Partindo para a ofensiva, a BBMV afirmou que nos consultórios próprios há a mesma motivação para obter lucro. O argumento procede, mas só até certo ponto, rebate Helbig.
“Com certeza, há médicos trabalhando em clínicas geridas por investidoras que não admitem ser pressionados. E, claro, há outros que têm estabelecimento próprio para quem o tratamento médico não é a prioridade.” Porém as pressões, insiste, são maiores no primeiro tipo de consultório.
Private equities têm seu lado bom?
O porta-voz da Associação Nacional dos Médicos do Seguro de Saúde Público (KBV) Roland Stahl adota um tom conciliatório, ressalvando que “nem todo investidor é um gafanhoto”, mas é diferente quando grupos de investimentos compram consultórios em áreas específicas para criar monopólios.

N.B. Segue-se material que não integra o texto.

//! Interactive prompts and terminal feedback for a research run.
//!
//! All operator interaction goes through here: the run-configuration
//! wizard, the follow-up/confirmation callback the controller drives, and
//! the one-line dashboard fed by the progress channel.

use deepscout_core::export::{ArtifactKind, format_elapsed};
use deepscout_core::progress::ProgressObserver;
use deepscout_core::state::RunStats;
use deepscout_core::workflow::{
    RunOutcome, RunPhase, RunRequest, WorkflowCallback, WorkflowNotice,
};
use deepscout_core::{ResearchMode, ScoutConfig};
use dialoguer::{Confirm, Input, Select};
use std::path::Path;
use std::sync::atomic::{AtomicBool, Ordering};
use tracing::warn;

pub fn print_banner() {
    println!();
    println!("  deepscout — deep-research laboratory");
    println!("  ------------------------------------");
}

/// Collect query text and run parameters.
///
/// Numeric inputs re-prompt on bad values instead of propagating a parse
/// error; bounds keep a typo from fanning out hundreds of sub-queries.
pub fn collect_run_request(
    query: Option<String>,
    config: &ScoutConfig,
) -> anyhow::Result<RunRequest> {
    let query = match query {
        Some(q) => q,
        None => Input::new()
            .with_prompt("Research query")
            .validate_with(|input: &String| -> Result<(), &str> {
                if input.trim().is_empty() {
                    Err("query cannot be empty")
                } else {
                    Ok(())
                }
            })
            .interact_text()?,
    };

    let labels: Vec<String> = ResearchMode::ALL
        .iter()
        .map(|m| format!("{m} — {}", m.describe()))
        .collect();
    let default_idx = ResearchMode::ALL
        .iter()
        .position(|m| *m == config.research.mode)
        .unwrap_or(0);
    let selection = Select::new()
        .with_prompt("Research mode")
        .items(&labels)
        .default(default_idx)
        .interact()?;
    let mode = ResearchMode::ALL[selection];

    let breadth: u32 = Input::new()
        .with_prompt("Search breadth (parallel sub-queries)")
        .default(config.research.default_breadth)
        .validate_with(|v: &u32| -> Result<(), &str> {
            if (1..=20).contains(v) {
                Ok(())
            } else {
                Err("breadth must be between 1 and 20")
            }
        })
        .interact_text()?;

    let depth: u32 = Input::new()
        .with_prompt("Search depth (exploration levels)")
        .default(config.research.default_depth)
        .validate_with(|v: &u32| -> Result<(), &str> {
            if (1..=10).contains(v) {
                Ok(())
            } else {
                Err("depth must be between 1 and 10")
            }
        })
        .interact_text()?;

    Ok(RunRequest {
        query,
        mode,
        breadth,
        depth,
    })
}

/// Prints progress-channel updates as single dashboard lines.
pub struct TerminalDashboard {
    quiet: bool,
    announced_waiting: AtomicBool,
}

impl TerminalDashboard {
    pub fn new(quiet: bool) -> Self {
        Self {
            quiet,
            announced_waiting: AtomicBool::new(false),
        }
    }
}

impl ProgressObserver for TerminalDashboard {
    fn on_tree_update(&self, stats: &RunStats) {
        if self.quiet {
            return;
        }
        println!(
            "  [{}] {}/{} queries complete · depth {} · {} learnings · {} sources",
            format_elapsed(stats.elapsed_secs),
            stats.completed_queries,
            stats.total_queries,
            stats.current_depth,
            stats.knowledge_points,
            stats.unique_sources,
        );
    }

    fn on_waiting(&self) {
        // Announce the loading state once, not every tick.
        if !self.quiet && !self.announced_waiting.swap(true, Ordering::Relaxed) {
            println!("  Waiting for the first research snapshot...");
        }
    }
}

/// Workflow callback backed by dialoguer prompts.
pub struct TerminalCallback {
    quiet: bool,
}

impl TerminalCallback {
    pub fn new(quiet: bool) -> Self {
        Self { quiet }
    }

    fn say(&self, line: &str) {
        if !self.quiet {
            println!("{line}");
        }
    }

    fn offer_to_open(&self, path: &Path) {
        if self.quiet {
            return;
        }
        let open_it = Confirm::new()
            .with_prompt("Open it in your browser?")
            .default(true)
            .interact()
            .unwrap_or(false);
        if open_it && let Err(err) = open::that(path) {
            warn!(path = %path.display(), error = %err, "could not open artifact");
            println!("  Could not open {}: {err}", path.display());
        }
    }
}

#[async_trait::async_trait]
impl WorkflowCallback for TerminalCallback {
    async fn on_phase_change(&self, phase: RunPhase) {
        let line = match phase {
            RunPhase::GeneratingFollowUps => "  Generating follow-up questions...",
            RunPhase::Searching => "  Launching deep research...",
            RunPhase::ReportGeneration => "  Generating the final report...",
            RunPhase::GraphGeneration => "  Generating the knowledge graph...",
            RunPhase::Done => "  Research run complete.",
            RunPhase::FailedFatal => "  Research run aborted.",
            _ => return,
        };
        self.say(line);
    }

    async fn answer_follow_up(&self, index: usize, total: usize, question: &str) -> String {
        if self.quiet {
            return String::new();
        }
        Input::new()
            .with_prompt(format!("[{index}/{total}] {question}"))
            .allow_empty(true)
            .interact_text()
            .unwrap_or_default()
    }

    async fn confirm_report(&self) -> bool {
        if self.quiet {
            return true;
        }
        Confirm::new()
            .with_prompt("Generate the final report?")
            .default(true)
            .interact()
            .unwrap_or(false)
    }

    async fn confirm_graph(&self) -> bool {
        if self.quiet {
            return true;
        }
        Confirm::new()
            .with_prompt("Generate the knowledge graph?")
            .default(true)
            .interact()
            .unwrap_or(false)
    }

    async fn on_notice(&self, notice: &WorkflowNotice) {
        match notice {
            WorkflowNotice::FollowUpsUnavailable { reason } => {
                self.say(&format!(
                    "  Follow-up questions unavailable ({reason}); continuing without them."
                ));
            }
            WorkflowNotice::ResearchFailed { reason } => {
                self.say(&format!(
                    "  Research call failed ({reason}); partial progress is kept."
                ));
            }
            WorkflowNotice::QuotaExhausted { reason } => {
                self.say(&format!(
                    "  Gemini quota exhausted ({reason}). Check your plan and billing, then retry."
                ));
            }
            WorkflowNotice::ArtifactFailed { kind, reason } => {
                self.say(&format!("  Could not write {} ({reason}).", kind.describe()));
            }
        }
    }

    async fn on_artifact_saved(&self, kind: ArtifactKind, path: &Path) {
        self.say(&format!("  Saved {}: {}", kind.describe(), path.display()));
        if matches!(kind, ArtifactKind::ReportHtml | ArtifactKind::Graph) {
            self.offer_to_open(path);
        }
    }
}

/// Final stats block printed after a run.
pub fn print_run_summary(outcome: &RunOutcome) {
    let stats = &outcome.stats;
    println!();
    println!("  Total queries:      {}", stats.total_queries);
    println!("  Completed queries:  {}", stats.completed_queries);
    println!(
        "  Completion rate:    {:.0}%",
        stats.completion_rate * 100.0
    );
    println!("  Knowledge points:   {}", stats.knowledge_points);
    println!("  Sources found:      {}", stats.unique_sources);
    println!("  Research depth:     {}", stats.current_depth);
    println!("  Elapsed time:       {}", format_elapsed(stats.elapsed_secs));
    if let Some(report) = &outcome.artifacts.report {
        println!("  Report:             {}", report.display());
    }
    if let Some(graph) = &outcome.artifacts.graph {
        println!("  Knowledge graph:    {}", graph.display());
    }
}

“Claro, é preciso manter isso sob observação. Mas investimento de capital pode ser positivo, pois às vezes possibilita a aquisição de equipamento médico caro, como scanners de ressonância magnética, por exemplo.”
Também Helbig não é, em princípio, contra a ideia de fundir consultórios, já que os particulares enfrentam tantas pressões econômicas diferentes, que o sistema não é praticável em sua forma atual.
Poucos médicos estão preparados para encontrar o financiamento e enfrentar as jornadas semanais de 60 horas necessárias a fundar seu próprio estabelecimento, admite o porta-voz dos oftalmologistas alemães: “Hoje é muito difícil fazer tudo sozinho. Realmente faz sentido compartilhar esses recursos todos, então é preciso alguma mudança.”